No futuro, todo jornalista terá status de correspondente de guerra.
por Paulo Rosenbaum
Ninguém quer falar, mas agora ela se foi. Um último suspiro. Foi hoje pela manhã. Não divulgaram, mas as tentativas de salva-la, não foram só inúteis: evidenciou toda doença e expôs a desproteção sob a qual vivia.
O estado já era crítico, mas, sempre nos enganamos com a maquiagem e com as expressões suaves. A verdade é que esteve suprimida para não exaltar ainda mais seus sintomas. Mesmo assim, ninguém percebia bem a gravidade da sua situação. Andava doente, mas mantinha a cabeça erguida. Vinha reclamando da população. Num episódio célebre, notou pessoas se escondendo enquanto a mordaça estava sendo apertada contra sua boca. Com uma lesão na garganta não conseguia mais falar como antes. Enrouquecia todos os dias. Engasgava e precisava ter cuidado com as palavras. Mesmo assim, não faltou um só dia para voltar à carga. Se todos estão testemunhando por que não se manifestam?
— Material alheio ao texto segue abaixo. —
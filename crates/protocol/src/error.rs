//! Protocol error types
//!
//! Errors that can occur when parsing payloads or offset tokens.

use thiserror::Error;

/// Errors that can occur during protocol operations
#[derive(Debug, Error)]
pub enum ProtocolError {
    /// Offset token does not match the `{offset}-{epochMillis}` layout
    #[error("malformed offset token '{token}': {reason}")]
    MalformedToken { token: String, reason: String },

    /// Request body is not valid JSON
    #[error("invalid row payload: {0}")]
    InvalidPayload(#[from] serde_json::Error),

    /// Request body parsed but is not an object or array of objects
    #[error("row payload must be a JSON object or an array of objects")]
    UnexpectedPayloadShape,
}

impl ProtocolError {
    /// Create a malformed token error
    #[inline]
    pub fn malformed_token(token: impl Into<String>, reason: impl Into<String>) -> Self {
        Self::MalformedToken {
            token: token.into(),
            reason: reason.into(),
        }
    }

    /// Check whether this error came from parsing a producer payload
    /// (as opposed to an internal token round-trip)
    pub fn is_payload_error(&self) -> bool {
        matches!(
            self,
            Self::InvalidPayload(_) | Self::UnexpectedPayloadShape
        )
    }
}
Nunca conseguiu compreender ou aceitar fingimento. A sociedade teria enfim aprendido a cegueira seletiva dos políticos? Chegou a considerar que vivíamos uma epidemia de estoicismo. Não ver ou se recusar a enxergar num mundo cada vez mais vigiado e controlado.
Os alertas iniciais foram dados, ela mesmo se encarregou de acenar. Valores democráticos são frágeis, e tem sempre gente tentada a regular, monitorar e todos sinônimos marotos para driblar a palavra “censura”, costumava dizer. Sem precisar forçar pendia ao bom humor. Tudo era natural nela: a risada, a ironia e a sátira sempre usadas para romper o clima pesado. Tudo se intensificava quando insistiam nas carrancas, lamentos e assuntos sérios. As vezes se questionava. Tinha o direito de ser provocadora? Talvez não, mas isso nunca a intimidava. Era obrigação ser careta? Conter-se na missão de opinar? Defendia-se afirmando o direito de interpretar as notícias e que ela mesma era o último valor pelo qual fazia sentido lutar. Mesmo sem aptidão para profeta, acabou gerando profecias.
Seu leitmotiv? Brincar com a seriedade. Colou na entrada da redação: "quanto mais nos levarmos a sério, mais insanos nos tornamos”. Acusada de irreverente quando deparava com culturas menos liberais, escrevia em seu diário que “Minha exigência? A razão da minha existência? Instigar o raciocínio, a crítica, desafiar e informar sem deixar que nos intimidem”. Contam os mais velhos que, certa vez, cercada por intolerantes de todos os lados, e à beira de um linchamento, saiu-se com essa: “Vocês podem acabar me eliminando, mas se é verdade que os valores subjetivos não morrem, sou como o fantasma que assombra. Piadas em dobro reservadas para aqueles que me perseguem”.
Em meio aos milhares de escritos inacabados, acaba de ser encontrado ao lado do corpo, um estudo que ela, A Liberdade de Expressão, esboçou para o próprio epitáfio: “A realidade é absurda: divirtam-se”.